Pour ce qui regarde les regles de citation & d’interprétation pratiquées par les rabbins, il en rapporte dix, qu’il a recueillies après une étude profonde du talmud & des anciens docteurs Juifs, dont il donne des exemples tirés des écrits des apôtres ; & par ces regles il tâche d’expliquer & de justifier toutes les citations de l’ancien Testament employées dans le nouveau. Ces regles sont 1°. de lire les mots, non pas suivant les points qui sont placés au-dessous, mais suivant d’autres qu’on leur substitue, comme ont fait S. Pierre, act. ch. iij. vers. 3. S. Etienne, act. ch. vij. vers. 47. & S. Paul, 1. Corinth. ch. xv. vers. 54. & 2. Corinth. ch. viij. vers. xv. La seconde est de changer les lettres, comme a fait S. Paul, Rom. ch. jx. vers. 33. I. Corinth. ch. xj. vers. 9. & ch. x. vers. 5. & S. Etienne, act. vij. vers. 43. La troisieme est de changer les lettres & les points, comme a fait S. Paul, act. ch. xiij. vers. 41. & II. Corinth. ch. viij. vers. 15. La quatrieme est d’ajoûter quelques lettres & d’en retrancher d’autres. La cinquieme est de transposer les mots & les lettres. La sixieme est de partager un mot en deux. La septieme, d’ajoûter d’autres mots pour rendre le sens plus clair. La huitieme, de changer l’ordre des mots. La neuvieme, de changer l’ordre des mots & d’en ajoûter d’autres : c’est ce qu’ont fait les apôtres, dit M. Surenhusius, par rapport aux deux dernieres regles. Et la dixieme enfin, c’est de changer l’ordre des mots, d’en ajoûter quelques-uns, & d’en retrancher d’autres ; & c’est selon le même auteur la méthode que S. Paul a suivie fort souvent.

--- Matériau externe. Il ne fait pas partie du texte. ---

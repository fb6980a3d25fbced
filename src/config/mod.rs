//! Configuration module for Fleet Runner.
//!
//! This module handles parsing, validation, and name-indexed patching of
//! server settings. A fleet is described by a JSON [`FleetConfig`] holding
//! one [`ServerProperties`] record per server.
//!
//! # Examples
//!
//! Loading a configuration from a file:
//!
//! ```no_run
//! use fleet_runner::config::FleetConfig;
//!
//! let config = FleetConfig::from_file("fleet.json").unwrap();
//! println!("Loaded configuration with {} servers", config.servers.len());
//! ```
//!
//! Changing a setting by name:
//!
//! ```
//! use fleet_runner::config::{ServerProperties, Setting};
//!
//! let mut props = ServerProperties::new("Alpha", "server.jar");
//! let setting = props.apply_patch("maxMemory", "2048").unwrap();
//! assert_eq!(setting, Setting::MaxMemory);
//! assert_eq!(props.max_memory, 2048);
//!
//! // identity fields cannot be patched
//! assert!(props.apply_patch("displayName", "Beta").is_err());
//! ```
mod parser;
mod patch;
pub mod validator;

pub use parser::{FleetConfig, LaunchSpec, ServerProperties, ServerType};
pub use patch::{PROTECTED_SETTINGS, Setting};
pub use validator::validate_config;
/// Server management module for Fleet Runner.
///
/// This module handles the identity, lifecycle and process management of the
/// servers in a fleet. All public components are instrumented with `tracing` spans.
///
/// # Components
///
/// * `instance` - A named server with its settings, root directory and process
/// * `lifecycle` - Bounded history of lifecycle events
/// * `process` - State machine around one OS process
///
/// # Examples
///
/// Supervising a process directly:
///
/// ```no_run
/// use fleet_runner::config::ServerProperties;
/// use fleet_runner::server::{ProcessSupervisor, RunState};
/// use std::path::Path;
///
/// # async fn run() -> fleet_runner::Result<()> {
/// let props = ServerProperties::new("Alpha", "server.jar");
/// let mut supervisor = ProcessSupervisor::new("Alpha");
///
/// supervisor.start(&props.launch_spec(Path::new("/srv/alpha"))).await?;
/// assert_eq!(supervisor.state(), RunState::Running);
/// supervisor.stop().await?;
/// # Ok(())
/// # }
/// ```
mod instance;
pub mod lifecycle;
mod process;

pub use instance::{InstanceState, ServerInstance};
pub use lifecycle::{ServerEvent, ServerLifecycleEvent, ServerLifecycleManager};
pub use process::{ProcessSupervisor, RunState, ServerId};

D’autres auteurs, comme l’évêque Kidder, M. Leclerc, & M. Sike, levent la difficulté d’une maniere satisfaisante à certains égards, mais dangereuse à d’autres. Selon eux, cette forme ordinaire de citation dont se servent les évangélistes, afin que ce que les prophetes ont annoncé fût accompli, ne signifie rien de plus qu’une maniere d’adapter les passages des prophetes au cas présent par un sens d’accommodation : principe trop général, & qui demande des exceptions ; on en verra un exemple ci-dessous. Le mot πληρωθὴ, accompli, ne nous détermine pas, ajoûtent-ils, à un tel sens, comme si les évangélistes avoient dessein de dire que la prédiction des évenemens futurs est accomplie ; mais il exprime seulement qu’on a ajusté les termes qu’on a cités. Si cette raison avoit lieu, il n’y a point de prophétie qu’on ne pût nier avoir été accomplie à la lettre dans Jesus-Christ. Mais pour la faire passer, l’évêque Kidder remarque qu’on peut dire que l’Ecriture est accomplie en deux manieres ; proprement, comme quand la chose prédite arrive ; & improprement, dans un sens d’accommodation, comme quand il arrive dans quelque lieu à quelqu’un quelque chose qui est déjà arrivé quelque tems auparavant, ailleurs & à une autre personne. C’est ainsi, ajoûte-t-il, que S. Matthieu dit à l’occasion du massacre des Innocens, qu’alors fut accompli ce qui avoit été dit par le prophete Jéremie : Une voix se fit entendre dans Rama, &c. L’exemple est bien choisi, mais le principe est trop vague, & n’est pas applicable aux prophéties littéralement accomplies dans Jesus-Christ ; & il s’en trouve un très-grand nombre de cette espece dans l’Evangile.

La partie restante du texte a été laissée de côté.